Jockeys ride into history
JOCKEYS who died competing in the sport they love have been remembered in a new book, paying homage to athletes from the Maranoa and beyond.
Author John Payne's Their Last Ride: The Fallen Jockeys of Australia, was begun back in 2010, when Mr Payne was researching jockeys who had died in specific races for other projects and he began to discover dozens more fatalities he hadn't known about. Those stories culminated in his extensive book.
Apprehensive of speaking to jockey's families, Mr Payne did end up speaking to about 20 families, and was delighted with their enthusiasm for the project.
"I was amazed at how cooperative they were and how much they egged me on to complete it, because it had never been done before and their loved ones have never had the respect paid to them they deserve," Mr Payne said.
But it wasn't always easy, if for nothing else than the subject matter.
"I found it very hard to write, because every story ends in death, and that caused me a lot of angst for about 12 months," Mr Payne said.
"Then I realised that I wasn't writing about their death.
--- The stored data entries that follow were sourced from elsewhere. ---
use axum::Json;
use axum::http::StatusCode;
use axum::response::{IntoResponse, Response};
use serde::Serialize;

use crate::services::event::EventError;
use crate::services::registry::RegistryError;

/// HTTP 错误响应体
#[derive(Debug, Serialize)]
pub struct ErrorBody {
    pub code: String,
    pub message: String,
}

/// 统一的 API 错误
#[derive(Debug)]
pub struct ApiError {
    status: StatusCode,
    body: ErrorBody,
}

impl ApiError {
    fn new(status: StatusCode, code: &str, message: impl Into<String>) -> Self {
        Self {
            status,
            body: ErrorBody {
                code: code.to_string(),
                message: message.into(),
            },
        }
    }

    pub fn not_found(resource: &str, id: &str) -> Self {
        Self::new(
            StatusCode::NOT_FOUND,
            "not_found",
            format!("{resource} not found: {id}"),
        )
    }

    pub fn bad_request(message: impl Into<String>) -> Self {
        Self::new(StatusCode::BAD_REQUEST, "bad_request", message)
    }

    pub fn unauthorized(message: impl Into<String>) -> Self {
        Self::new(StatusCode::UNAUTHORIZED, "unauthorized", message)
    }

    pub fn internal(message: impl Into<String>) -> Self {
        Self::new(StatusCode::INTERNAL_SERVER_ERROR, "internal_error", message)
    }

    pub fn status(&self) -> StatusCode {
        self.status
    }
}

impl IntoResponse for ApiError {
    fn into_response(self) -> Response {
        (self.status, Json(self.body)).into_response()
    }
}

impl From<RegistryError> for ApiError {
    fn from(err: RegistryError) -> Self {
        match err {
            RegistryError::NotFound { service_id } => ApiError::not_found("Service", &service_id),
            RegistryError::Validation(message) => ApiError::bad_request(message),
            RegistryError::Cache(e) => {
                tracing::error!(error = %e, "Registry store failure");
                ApiError::internal(e.to_string())
            }
        }
    }
}

impl From<EventError> for ApiError {
    fn from(err: EventError) -> Self {
        match err {
            EventError::NotFound { event_id } => ApiError::not_found("Event", &event_id),
            e @ (EventError::InvalidEventType { .. }
            | EventError::InvalidPriority { .. }
            | EventError::Invalid(_)) => ApiError::bad_request(e.to_string()),
            EventError::Cache(e) => {
                tracing::error!(error = %e, "Event history failure");
                ApiError::internal(e.to_string())
            }
        }
    }
}

#[cfg(test)]
mod tests {
    use super::*;

    #[test]
    fn test_component_errors_map_to_status() {
        let err: ApiError = RegistryError::NotFound {
            service_id: "svc-1".into(),
        }
        .into();
        assert_eq!(err.status(), StatusCode::NOT_FOUND);

        let err: ApiError = RegistryError::Validation("port".into()).into();
        assert_eq!(err.status(), StatusCode::BAD_REQUEST);

        let err: ApiError = EventError::InvalidPriority {
            priority: "urgent".into(),
        }
        .into();
        assert_eq!(err.status(), StatusCode::BAD_REQUEST);
    }
}
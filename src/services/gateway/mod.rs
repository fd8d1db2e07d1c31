//! 实时网关: 把事件总线映射到 WebSocket 频道

pub mod channels;
pub mod hub;
pub mod messages;
pub mod socket;

pub use channels::Channel;
pub use hub::RealtimeHub;
pub use messages::{ClientMessage, GatewayError, ServerMessage};
pub use socket::serve_socket;
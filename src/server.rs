use std::sync::Arc;

use tokio::net::TcpListener;
use tokio::sync::mpsc;
use tokio_util::sync::CancellationToken;
use tokio_util::task::TaskTracker;

use crate::api::{self, AppState};
use crate::config::Config;
use crate::services::{
    CacheStore, EventBus, EventProcessor, HealthChecker, RealtimeHub, ServiceDiscovery,
    ServiceRegistry,
};

/// 组装各组件、启动后台任务并对外提供 HTTP / WebSocket 服务
pub async fn start(config: Config) -> Result<(), Box<dyn std::error::Error>> {
    let cache = CacheStore::new();
    let events = EventBus::new(cache.clone(), config.events.clone());

    // 注册成功后立即探测一次
    let (probe_tx, probe_rx) = mpsc::unbounded_channel();
    let registry = ServiceRegistry::new(cache.clone(), events.clone(), config.registry.clone())
        .with_probe_requests(probe_tx);
    let discovery = ServiceDiscovery::new(registry.clone(), cache.clone(), config.discovery.clone());
    let health = HealthChecker::new(
        registry.clone(),
        events.clone(),
        cache.clone(),
        config.health.clone(),
    )?;

    let processor = EventProcessor::new();
    processor.register_builtin_handlers();
    processor.attach(&events);

    let hub = RealtimeHub::new(registry.clone());

    let cancel = CancellationToken::new();
    let tracker = TaskTracker::new();

    tracker.spawn(purge_loop(
        cache.clone(),
        config.cache.purge_interval_secs,
        cancel.clone(),
    ));
    tracker.spawn(events.start_dispatcher(cancel.clone()));
    tracker.spawn(hub.start_relay(events.receiver(), cancel.clone()));
    tracker.spawn(registry.start_cleanup_task(cancel.clone()));
    tracker.spawn(health.start_probe_worker(probe_rx, cancel.clone()));
    tracker.spawn(health.start_probe_task(cancel.clone()));
    tracker.spawn(health.start_metrics_task(cancel.clone()));
    tracker.close();

    let addr = config.listen_addr();
    let state = AppState {
        config: Arc::new(config),
        registry: registry.clone(),
        discovery,
        events,
        processor,
        health,
        hub,
    };
    let app = api::router(state);

    let listener = TcpListener::bind(&addr).await?;
    tracing::info!(addr = %addr, "Service registry listening");

    let server = axum::serve(listener, app).with_graceful_shutdown(shutdown_signal(cancel.clone()));
    if let Err(e) = server.await {
        tracing::error!(error = %e, "HTTP server error");
    }

    tracing::info!("Shutting down background tasks...");
    cancel.cancel();
    tracker.wait().await;
    registry.shutdown().await;
    tracing::info!("Service registry stopped");

    Ok(())
}

async fn purge_loop(cache: CacheStore, interval_secs: u64, cancel: CancellationToken) {
    let mut interval = tokio::time::interval(std::time::Duration::from_secs(interval_secs.max(1)));
    interval.set_missed_tick_behavior(tokio::time::MissedTickBehavior::Delay);

    loop {
        tokio::select! {
            _ = cancel.cancelled() => break,
            _ = interval.tick() => {
                let purged = cache.purge_expired();
                if purged > 0 {
                    tracing::debug!(purged = purged, "Purged expired cache entries");
                }
            }
        }
    }
}

async fn shutdown_signal(cancel: CancellationToken) {
    tokio::select! {
        result = tokio::signal::ctrl_c() => {
            if let Err(e) = result {
                tracing::error!(error = %e, "Failed to listen for shutdown signal");
            }
            tracing::info!("Received Ctrl-C, shutting down");
        }
        _ = cancel.cancelled() => {}
    }
}
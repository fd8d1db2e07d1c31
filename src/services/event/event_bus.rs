use std::collections::{BTreeMap, HashMap, VecDeque};
use std::sync::atomic::{AtomicU64, Ordering};
use std::sync::{Arc, Mutex, RwLock};
use std::time::Duration;

use chrono::{DateTime, Utc};
use futures::future::join_all;
use tokio::sync::broadcast;
use tokio::task::JoinHandle;
use tokio_stream::wrappers::BroadcastStream;
use tokio_util::sync::CancellationToken;
use uuid::Uuid;

use super::dispatch::{HandlerTable, RegisteredHandler};
use super::types::{
    AlertPayload, AlertSeverity, BusStatus, EventBusHealth, EventError, EventFilter,
    EventHandlerFn, EventPriority, EventSelector, EventStats, EventType, HandlerId,
    HealthChangedPayload, InventoryLowPayload, PublishEvent, SystemEvent,
};
use crate::config::EventsConfig;
use crate::services::cache::CacheStore;
use crate::services::registry::ServiceStatus;

pub const EVENTS_KEY: &str = "events:history";
const ERROR_WINDOW: chrono::Duration = chrono::Duration::hours(1);
const DEGRADED_ERROR_THRESHOLD: usize = 5;
const UNHEALTHY_ERROR_THRESHOLD: usize = 10;

/// 基于 Tokio broadcast 的事件总线
///
/// 发布顺序: 写入历史 -> 广播到共享通道 -> (HIGH/CRITICAL) 快速通道。
/// 进程内处理器由分发任务从广播通道消费后执行。
#[derive(Debug, Clone)]
pub struct EventBus {
    cache: CacheStore,
    sender: broadcast::Sender<SystemEvent>,
    handlers: Arc<RwLock<HandlerTable>>,
    next_handler_id: Arc<AtomicU64>,
    /// 最近一小时内处理器失败的时间点
    handler_failures: Arc<Mutex<VecDeque<DateTime<Utc>>>>,
    stats: Arc<Mutex<EventStats>>,
    config: EventsConfig,
}
use std::collections::{BTreeSet, HashMap};
use std::fmt;

use chrono::{DateTime, Utc};
use serde::{Deserialize, Serialize};
use thiserror::Error;

use crate::services::cache::CacheError;

pub const DEFAULT_HEALTH_ENDPOINT: &str = "/health";
pub const DEFAULT_WEIGHT: u32 = 100;

#[derive(Debug, Clone, Copy, PartialEq, Eq, Hash, Serialize, Deserialize)]
#[serde(rename_all = "lowercase")]
pub enum ServiceType {
    Api,
    Worker,
    Database,
    Cache,
    Gateway,
    External,
}

// 服务状态
#[derive(Debug, Clone, Copy, PartialEq, Eq, Hash, Serialize, Deserialize)]
#[serde(rename_all = "lowercase")]
pub enum ServiceStatus {
    Starting,
    Healthy,
    Unhealthy,
    Critical,
    Maintenance,
    Shutdown,
}

impl ServiceStatus {
    pub fn as_str(&self) -> &'static str {
        match self {
            ServiceStatus::Starting => "starting",
            ServiceStatus::Healthy => "healthy",
            ServiceStatus::Unhealthy => "unhealthy",
            ServiceStatus::Critical => "critical",
            ServiceStatus::Maintenance => "maintenance",
            ServiceStatus::Shutdown => "shutdown",
        }
    }
}

impl fmt::Display for ServiceStatus {
    fn fmt(&self, f: &mut fmt::Formatter<'_>) -> fmt::Result {
        f.write_str(self.as_str())
    }
}

/// 已注册的服务实例
#[derive(Debug, Clone, PartialEq, Serialize, Deserialize)]
#[serde(rename_all = "camelCase")]
pub struct ServiceInstance {
    pub id: String,
    pub name: String,
    pub version: String,
    pub host: String,
    pub port: u16,
    #[serde(rename = "type")]
    pub service_type: ServiceType,
    pub status: ServiceStatus,
    pub health_endpoint: String,
    pub tags: BTreeSet<String>,
    pub metadata: HashMap<String, serde_json::Value>,
    pub dependencies: BTreeSet<String>,
    pub weight: u32,
    pub environment: String,
    pub registered_at: DateTime<Utc>,
    pub last_heartbeat: DateTime<Utc>,
    pub health_check_count: u64,
    pub consecutive_failures: u32,
}

impl ServiceInstance {
    pub fn address(&self) -> String {
        format!("{}:{}", self.host, self.port)
    }

    pub fn health_url(&self) -> String {
        let path = if self.health_endpoint.starts_with('/') {
            self.health_endpoint.clone()
        } else {
            format!("/{}", self.health_endpoint)
        };
        format!("http://{}{}", self.address(), path)
    }
}

/// 注册请求
#[derive(Debug, Clone, Serialize, Deserialize)]
#[serde(rename_all = "camelCase")]
pub struct RegisterServiceDescriptor {
    pub name: String,
    pub version: String,
    pub host: String,
    pub port: u16,
    #[serde(rename = "type")]
    pub service_type: ServiceType,
    #[serde(default)]
    pub health_endpoint: Option<String>,
    #[serde(default)]
    pub tags: Vec<String>,
    #[serde(default)]
    pub metadata: HashMap<String, serde_json::Value>,
    #[serde(default)]
    pub dependencies: Vec<String>,
    #[serde(default)]
    pub weight: Option<u32>,
    #[serde(default)]
    pub environment: Option<String>,
}

impl RegisterServiceDescriptor {
    pub fn new(
        name: impl Into<String>,
        version: impl Into<String>,
        host: impl Into<String>,
        port: u16,
        service_type: ServiceType,
    ) -> Self {
        Self {
            name: name.into(),
            version: version.into(),
            host: host.into(),
            port,
            service_type,
            health_endpoint: None,
            tags: Vec::new(),
            metadata: HashMap::new(),
            dependencies: Vec::new(),
            weight: None,
            environment: None,
        }
    }

    pub fn validate(&self) -> Result<(), RegistryError> {
        if self.name.trim().is_empty() {
            return Err(RegistryError::Validation("name is required".into()));
        }
        if self.version.trim().is_empty() {
            return Err(RegistryError::Validation("version is required".into()));
        }
        if self.host.trim().is_empty() {
            return Err(RegistryError::Validation("host is required".into()));
        }
        if self.port == 0 {
            return Err(RegistryError::Validation("port must be in 1..=65535".into()));
        }
        if self.weight == Some(0) {
            return Err(RegistryError::Validation("weight must be positive".into()));
        }
        Ok(())
    }
}

/// 最近一次健康探测结果
#[derive(Debug, Clone, PartialEq, Serialize, Deserialize)]
#[serde(rename_all = "camelCase")]
pub struct ServiceHealth {
    pub service_id: String,
    pub status: ServiceStatus,
    pub timestamp: DateTime<Utc>,
    /// 毫秒
    pub response_time: u64,
    #[serde(default, skip_serializing_if = "Option::is_none")]
    pub error: Option<String>,
    #[serde(default, skip_serializing_if = "Option::is_none")]
    pub details: Option<serde_json::Value>,
}

/// 最近一次性能采样
#[derive(Debug, Clone, PartialEq, Serialize, Deserialize)]
#[serde(rename_all = "camelCase")]
pub struct ServiceMetrics {
    #[serde(default)]
    pub service_id: String,
    #[serde(default = "Utc::now")]
    pub timestamp: DateTime<Utc>,
    pub requests_per_second: f64,
    pub error_rate: f64,
    #[serde(default)]
    pub average_response_time: f64,
    #[serde(default)]
    pub cpu_usage: f64,
    #[serde(default)]
    pub memory_usage: f64,
    #[serde(default, skip_serializing_if = "Option::is_none")]
    pub custom: Option<serde_json::Value>,
}

/// 按状态统计的注册表概况
#[derive(Debug, Clone, Default, PartialEq, Serialize, Deserialize)]
#[serde(rename_all = "camelCase")]
pub struct RegistryHealthSummary {
    pub total: usize,
    pub starting: usize,
    pub healthy: usize,
    pub unhealthy: usize,
    pub critical: usize,
    pub maintenance: usize,
    pub shutdown: usize,
}

impl RegistryHealthSummary {
    pub fn from_instances<'a>(instances: impl IntoIterator<Item = &'a ServiceInstance>) -> Self {
        let mut summary = Self::default();
        for instance in instances {
            summary.total += 1;
            match instance.status {
                ServiceStatus::Starting => summary.starting += 1,
                ServiceStatus::Healthy => summary.healthy += 1,
                ServiceStatus::Unhealthy => summary.unhealthy += 1,
                ServiceStatus::Critical => summary.critical += 1,
                ServiceStatus::Maintenance => summary.maintenance += 1,
                ServiceStatus::Shutdown => summary.shutdown += 1,
            }
        }
        summary
    }
}

/// 一次过期清理的结果
#[derive(Debug, Clone, Default, PartialEq, Eq)]
pub struct StaleSweepReport {
    pub marked_unhealthy: Vec<String>,
    pub purged: Vec<String>,
}

/// 注册表错误类型
#[derive(Error, Debug)]
pub enum RegistryError {
    #[error("Service not found: {service_id}")]
    NotFound { service_id: String },

    #[error("Invalid service descriptor: {0}")]
    Validation(String),

    #[error("Registry store unavailable: {0}")]
    Cache(#[from] CacheError),
}
use std::collections::BTreeMap;
use std::sync::Arc;
use std::time::Duration;

use chrono::Utc;
use futures::stream::{self, StreamExt};
use rand::Rng;
use tokio::sync::mpsc;
use tokio::task::JoinHandle;
use tokio_util::sync::CancellationToken;

use super::alerts::evaluate_alerts;
use super::probe::{HealthProbe, HttpProbe, build_client, check_endpoint};
use super::system::HostSampler;
use super::types::{
    DependencyHealth, DependencyStatus, HealthCheckResult, HostMetrics, ServiceCounts,
    SystemHealthMetrics,
};
use crate::config::HealthConfig;
use crate::services::cache::CacheStore;
use crate::services::event::{EventBus, EventType, HealthChangedPayload, PublishEvent};
use crate::services::registry::{
    RegistryHealthSummary, ServiceInstance, ServiceRegistry, ServiceStatus,
};

pub const SYSTEM_METRICS_KEY: &str = "health:system_metrics";
const EVENT_SOURCE: &str = "health-check-service";

/// 健康检查引擎
#[derive(Clone)]
pub struct HealthChecker {
    registry: ServiceRegistry,
    events: EventBus,
    cache: CacheStore,
    probe: Arc<dyn HealthProbe>,
    http: reqwest::Client,
    sampler: HostSampler,
    config: HealthConfig,
}

impl std::fmt::Debug for HealthChecker {
    fn fmt(&self, f: &mut std::fmt::Formatter<'_>) -> std::fmt::Result {
        f.debug_struct("HealthChecker")
            .field("config", &self.config)
            .finish_non_exhaustive()
    }
}

impl HealthChecker {
    pub fn new(
        registry: ServiceRegistry,
        events: EventBus,
        cache: CacheStore,
        config: HealthConfig,
    ) -> Result<Self, reqwest::Error> {
        let probe = Arc::new(HttpProbe::new(config.probe_timeout())?);
        Self::with_probe(registry, events, cache, config, probe)
    }

    pub fn with_probe(
        registry: ServiceRegistry,
        events: EventBus,
        cache: CacheStore,
        config: HealthConfig,
        probe: Arc<dyn HealthProbe>,
    ) -> Result<Self, reqwest::Error> {
        Ok(Self {
            registry,
            events,
            cache,
            probe,
            http: build_client(config.external_timeout())?,
            sampler: HostSampler::new(),
            config,
        })
    }

    /// 探测单个实例并写回注册表，状态变化时发布 SERVICE_HEALTH_CHANGED
    ///
    /// 实例在探测期间被删除时返回 `None`。
    pub async fn check_service(&self, instance: &ServiceInstance) -> Option<HealthCheckResult> {
        let health = self.probe.probe(instance).await;

        let (updated, previous_status) = match self.registry.update_service_health(health.clone()) {
            Ok(Some(outcome)) => outcome,
            Ok(None) => {
                tracing::debug!(service_id = %instance.id, "Service removed during health check");
                return None;
            }
            Err(e) => {
                tracing::error!(service_id = %instance.id, error = %e, "Failed to record health check");
                return None;
            }
        };

        let status_changed = previous_status != updated.status;
        if status_changed {
            tracing::info!(
                service_id = %updated.id,
                service_name = %updated.name,
                old_status = %previous_status,
                new_status = %updated.status,
                response_time_ms = health.response_time,
                "Service health changed"
            );
            let payload = HealthChangedPayload {
                service_id: updated.id.clone(),
                service_name: updated.name.clone(),
                old_status: previous_status,
                new_status: updated.status,
                response_time: health.response_time,
                error: health.error.clone(),
            };
            if let Err(e) = self.events.publish(payload.into_event(EVENT_SOURCE)) {
                tracing::error!(service_id = %updated.id, error = %e, "Failed to publish health change");
            }
        }

        Some(HealthCheckResult {
            service_id: updated.id,
            health,
            previous_status,
            status_changed,
        })
    }

    /// 并发探测所有未注销的实例，并发数受 `max_concurrent_probes` 限制
    pub async fn check_all_services(&self) -> Vec<HealthCheckResult> {
        let targets: Vec<ServiceInstance> = self
            .registry
            .list_services()
            .into_iter()
            .filter(|instance| instance.status != ServiceStatus::Shutdown)
            .collect();

        tracing::debug!(services = targets.len(), "Performing health checks");

        let results: Vec<HealthCheckResult> = stream::iter(targets)
            .map(|instance| async move { self.check_service(&instance).await })
            .buffer_unordered(self.config.max_concurrent_probes.max(1))
            .filter_map(|result| async move { result })
            .collect()
            .await;
        results
    }

    pub async fn check_service_by_id(&self, service_id: &str) -> Option<HealthCheckResult> {
        let instance = self.registry.get_service(service_id)?;
        if instance.status == ServiceStatus::Shutdown {
            return None;
        }
        self.check_service(&instance).await
    }

    /// 缓存连通性与外部端点
    pub async fn check_dependencies(
        &self,
    ) -> (BTreeMap<String, DependencyHealth>, BTreeMap<String, DependencyHealth>) {
        let started = std::time::Instant::now();
        let cache_health = match self.cache.ping() {
            Ok(()) => DependencyHealth {
                status: DependencyStatus::Healthy,
                response_time: started.elapsed().as_millis() as u64,
                error: None,
                details: Some(serde_json::json!({ "entries": self.cache.len() })),
            },
            Err(e) => DependencyHealth {
                status: DependencyStatus::Unhealthy,
                response_time: started.elapsed().as_millis() as u64,
                error: Some(e.to_string()),
                details: None,
            },
        };
        let database = BTreeMap::from([("cache".to_string(), cache_health)]);

        let checks = self.config.external_endpoints.iter().map(|(name, url)| {
            let client = self.http.clone();
            async move { (name.clone(), check_endpoint(&client, url).await) }
        });
        let external = futures::future::join_all(checks).await.into_iter().collect();

        (database, external)
    }

    /// 采集系统指标、写入缓存并按阈值发布告警
    pub async fn collect_system_metrics(&self) -> SystemHealthMetrics {
        let sampler = self.sampler.clone();
        let host = tokio::task::spawn_blocking(move || sampler.sample())
            .await
            .unwrap_or_else(|e| {
                tracing::error!(error = %e, "Host metrics sampling failed");
                HostMetrics::default()
            });

        self.build_snapshot(host).await
    }

    // 汇总主机指标、服务计数与依赖状态
    async fn build_snapshot(&self, host: HostMetrics) -> SystemHealthMetrics {
        let summary: RegistryHealthSummary = self.registry.summary();
        let (database, external) = self.check_dependencies().await;

        let metrics = SystemHealthMetrics {
            timestamp: Utc::now(),
            cpu: host.cpu,
            memory: host.memory,
            disk: host.disk,
            network: host.network,
            services: ServiceCounts {
                total: summary.total,
                healthy: summary.healthy,
                unhealthy: summary.unhealthy,
                critical: summary.critical,
            },
            database,
            external,
        };

        self.cache.set(
            SYSTEM_METRICS_KEY,
            metrics.clone(),
            Some(self.config.metrics_ttl()),
        );
        self.publish_alerts(&metrics);
        metrics
    }

    fn publish_alerts(&self, metrics: &SystemHealthMetrics) {
        for alert in evaluate_alerts(metrics) {
            tracing::warn!(severity = ?alert.severity, message = %alert.message, "System alert raised");
            let draft = PublishEvent::new(
                EventType::SystemAlert,
                EVENT_SOURCE,
                serde_json::to_value(&alert).unwrap_or_default(),
            )
            .with_priority(alert.severity.priority())
            .with_tags(["system-alert", "health-check"]);
            if let Err(e) = self.events.publish(draft) {
                tracing::error!(error = %e, "Failed to publish system alert");
            }
        }
    }

    pub fn get_system_metrics(&self) -> Option<SystemHealthMetrics> {
        self.cache.get(SYSTEM_METRICS_KEY).unwrap_or_else(|e| {
            tracing::error!(error = %e, "Failed to read system metrics");
            None
        })
    }

    /// 周期性探测所有实例
    pub fn start_probe_task(&self, cancel: CancellationToken) -> JoinHandle<()> {
        let checker = self.clone();
        tokio::spawn(async move {
            let mut interval = tokio::time::interval(checker.config.check_interval());
            loop {
                tokio::select! {
                    _ = cancel.cancelled() => break,
                    _ = interval.tick() => {}
                }
                if checker.config.jitter_ms > 0 {
                    let jitter = rand::rng().random_range(0..=checker.config.jitter_ms);
                    tokio::time::sleep(Duration::from_millis(jitter)).await;
                }
                let results = checker.check_all_services().await;
                let changed = results.iter().filter(|r| r.status_changed).count();
                tracing::debug!(checked = results.len(), changed = changed, "Health sweep completed");
            }
            tracing::debug!("Health probe task stopped");
        })
    }

    /// 周期性采集系统指标
    pub fn start_metrics_task(&self, cancel: CancellationToken) -> JoinHandle<()> {
        let checker = self.clone();
        tokio::spawn(async move {
            let mut interval = tokio::time::interval(checker.config.metrics_interval());
            loop {
                tokio::select! {
                    _ = cancel.cancelled() => break,
                    _ = interval.tick() => {}
                }
                let started = std::time::Instant::now();
                checker.collect_system_metrics().await;
                tracing::debug!(
                    elapsed_ms = started.elapsed().as_millis() as u64,
                    "System metrics collected"
                );
            }
            tracing::debug!("System metrics task stopped");
        })
    }

    /// 处理注册时提交的首次探测请求
    pub fn start_probe_worker(
        &self,
        mut requests: mpsc::UnboundedReceiver<String>,
        cancel: CancellationToken,
    ) -> JoinHandle<()> {
        let checker = self.clone();
        tokio::spawn(async move {
            loop {
                let service_id = tokio::select! {
                    _ = cancel.cancelled() => break,
                    received = requests.recv() => match received {
                        Some(id) => id,
                        None => break,
                    },
                };
                let checker = checker.clone();
                tokio::spawn(async move {
                    if checker.check_service_by_id(&service_id).await.is_none() {
                        tracing::debug!(service_id = %service_id, "Initial health check skipped");
                    }
                });
            }
            tracing::debug!("Initial probe worker stopped");
        })
    }
}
I was really writing about their lives, and themselves, so it became much easier after that."
The stories are both interesting and tragic, like that of Leanna Goodwin, who died in Roma on December 7, 1998.
The fourth Australian female rider to lose her life in a racing accident, she died in hospital after sustaining head and internal injuries after her horse, Bachelor King, fell while competing in the Class 1 Handicap two days prior.
"The previous September, Goodwin had become the first Aboriginal female jockey to have won a metropolitan race in the country at Eagle Farm, Brisbane on her father's horse, Getelion."
Seven years later, another woman, 30-year-old Paula Lane, was fatally injured while riding track-work at Bassett Park on the morning of Tuesday, May 17.
The wife of leading country jockey Tony Lane and mother of three, was flown to Brisbane for surgery but failed to recover and died the following day.
"Her husband Tony was, at the time, himself recovering from a career-ending broken neck he had sustained in a riding fall at Toowoomba months earlier."